Андрей категорически отказался.
– Развлекать гадов я не собираюсь.
– Нет, ты должен выступать, – возразил Левшенков. – Должен показать всем русскую силу и мастерство советского бокса. Ты должен доказать, что дух советского патриотизма сильнее всего!
Андрей задумался. Успешное выступление на этих «состязаниях», бесспорно, озлобит уголовников. Они донесут эсэсовцам, и те отправят в крематорий…
– Я солдат, – ответил он Левшенкову. – И готов выполнить любое поручение.
Глава двадцать первая
Старший санитар Гигиенического института Карл Пайкс был доволен началом дня.
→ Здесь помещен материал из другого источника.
//! Self-service account flows behind `/api/v1/auth`.

use chrono::Utc;
use serde::Deserialize;
use sqlx::PgPool;
use uuid::Uuid;

use super::email::{EmailSender, OutgoingEmail};
use super::users::{self, UserService};
use super::{ServiceError, ServiceResult};
use crate::auth::password::{hash_password, verify_password};
use crate::auth::reset::{self, ResetToken};
use crate::database::models::user::check_password;
use crate::database::models::{User, UserInput, ValidationErrors};
use crate::database::Database;

pub const INVALID_CREDENTIALS: &str = "Invalid credentials";

#[derive(Debug, Clone, Default, Deserialize)]
pub struct LoginInput {
    pub email: Option<String>,
    pub password: Option<String>,
}

#[derive(Debug, Clone, Default, Deserialize)]
pub struct DetailsInput {
    pub name: Option<String>,
    pub email: Option<String>,
}

#[derive(Debug, Clone, Default, Deserialize)]
#[serde(rename_all = "camelCase")]
pub struct PasswordChangeInput {
    pub current_password: Option<String>,
    pub new_password: Option<String>,
}

pub struct AccountService {
    pool: PgPool,
    users: UserService,
}

impl AccountService {
    pub fn new(db: &Database) -> Self {
        Self {
            pool: db.pool().clone(),
            users: UserService::new(db),
        }
    }

    pub async fn register(&self, input: UserInput) -> ServiceResult<User> {
        let fields = input.validate_new()?;
        users::insert(&self.pool, &fields).await
    }

    pub async fn login(&self, input: LoginInput) -> ServiceResult<User> {
        let (email, password) = match (input.email, input.password) {
            (Some(email), Some(password)) if !email.is_empty() && !password.is_empty() => (email, password),
            _ => {
                return Err(ServiceError::BadRequest(
                    "Please provide an email and password".to_string(),
                ))
            }
        };

        let user = self
            .users
            .find_by_email(&email)
            .await?
            .ok_or_else(|| ServiceError::Unauthorized(INVALID_CREDENTIALS.to_string()))?;

        if !verify_password(&password, &user.password) {
            tracing::debug!("Password mismatch for user {}", user.id);
            return Err(ServiceError::Unauthorized(INVALID_CREDENTIALS.to_string()));
        }
        Ok(user)
    }

    /// The user a verified token refers to, if it still exists.
    pub async fn principal_user(&self, id: Uuid) -> ServiceResult<Option<User>> {
        Ok(sqlx::query_as::<_, User>("SELECT * FROM users WHERE id = $1")
            .bind(id)
            .fetch_optional(&self.pool)
            .await?)
    }

    /// Store a reset digest and email the raw token. If delivery fails the
    /// reset fields are cleared again before the error is returned.
    pub async fn forgot_password(
        &self,
        mailer: &dyn EmailSender,
        email: Option<String>,
        reset_base_url: &str,
        valid_minutes: i64,
    ) -> ServiceResult<()> {
        let user = match email {
            Some(email) => self.users.find_by_email(&email).await?,
            None => None,
        }
        .ok_or_else(|| ServiceError::NotFound("There is no user with that email".to_string()))?;

        let reset = ResetToken::generate(valid_minutes);
        sqlx::query("UPDATE users SET reset_password_token = $2, reset_password_expire = $3 WHERE id = $1")
            .bind(user.id)
            .bind(&reset.digest)
            .bind(reset.expires_at)
            .execute(&self.pool)
            .await?;

        let reset_url = format!("{}/{}", reset_base_url.trim_end_matches('/'), reset.token);
        if let Err(e) = mailer.send(OutgoingEmail::password_reset(&user.email, &reset_url)).await {
            sqlx::query("UPDATE users SET reset_password_token = NULL, reset_password_expire = NULL WHERE id = $1")
                .bind(user.id)
                .execute(&self.pool)
                .await?;
            return Err(e.into());
        }

        tracing::info!("Password reset requested for user {}", user.id);
        Ok(())
    }

    pub async fn reset_password(&self, token: &str, password: Option<String>) -> ServiceResult<User> {
        let user = sqlx::query_as::<_, User>(
            "SELECT * FROM users WHERE reset_password_token = $1 AND reset_password_expire > $2",
        )
        .bind(reset::digest(token))
        .bind(Utc::now())
        .fetch_optional(&self.pool)
        .await?
        .ok_or_else(|| ServiceError::BadRequest("Invalid token".to_string()))?;

        let password = validated_password(password, "password")?;
        let hashed = hash_password(&password)?;

        let user = sqlx::query_as::<_, User>(
            r#"
            UPDATE users
            SET password = $2, reset_password_token = NULL, reset_password_expire = NULL
            WHERE id = $1
            RETURNING *
            "#,
        )
        .bind(user.id)
        .bind(hashed)
        .fetch_one(&self.pool)
        .await?;

        Ok(user)
    }

    pub async fn update_details(&self, user: &User, input: DetailsInput) -> ServiceResult<User> {
        let body = UserInput {
            name: input.name,
            email: input.email,
            password: None,
            role: None,
        };
        self.users.update(user.id, body).await
    }

    pub async fn update_password(&self, user: &User, input: PasswordChangeInput) -> ServiceResult<User> {
        let current = input.current_password.unwrap_or_default();
        if !verify_password(&current, &user.password) {
            return Err(ServiceError::Unauthorized("Password is incorrect".to_string()));
        }

        let password = validated_password(input.new_password, "newPassword")?;
        let hashed = hash_password(&password)?;

        let user = sqlx::query_as::<_, User>("UPDATE users SET password = $2 WHERE id = $1 RETURNING *")
            .bind(user.id)
            .bind(hashed)
            .fetch_one(&self.pool)
            .await?;
        Ok(user)
    }
}

fn validated_password(password: Option<String>, path: &str) -> Result<String, ValidationErrors> {
    let mut errors = ValidationErrors::new("User");
    let password = password.unwrap_or_default();
    if password.is_empty() {
        errors.required(path);
    } else {
        check_password(&mut errors, path, &password);
    }
    errors.into_result(password)
}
Хотя сегодняшнее утро мало чем отличалось от вчерашнего – такой же туманный рассвет и обычный для Бухенвальда сырой, пронизывающий до костей ветер, – но на этот раз пасмурная погода не влияла на настроение политического заключенного Карла Пайкса, в недавнем прошлом молодого, но уже довольно известного врача одной из клиник Ганновера, а ныне старшего санитара Гигиенического института концентрационного лагеря Бухенвальд.
Он считал жизнь такой загадочной штукой, что, сколько ни смотри пристально вперед, все равно не увидишь того, что ожидает тебя завтра. В этой истине Карл Пайкс убедился на собственном примере. Застенчивый по натуре и напуганный бурными действиями фашистов, наводивших в старой доброй Германии так называемый новый порядок, молодой врач всячески избегал общественных выступлений и сторонился всего того, что, по его мнению, могло скомпрометировать доброе имя нейтрального человека. Пайкс был далек от политики. Он мечтал о карьере хирурга.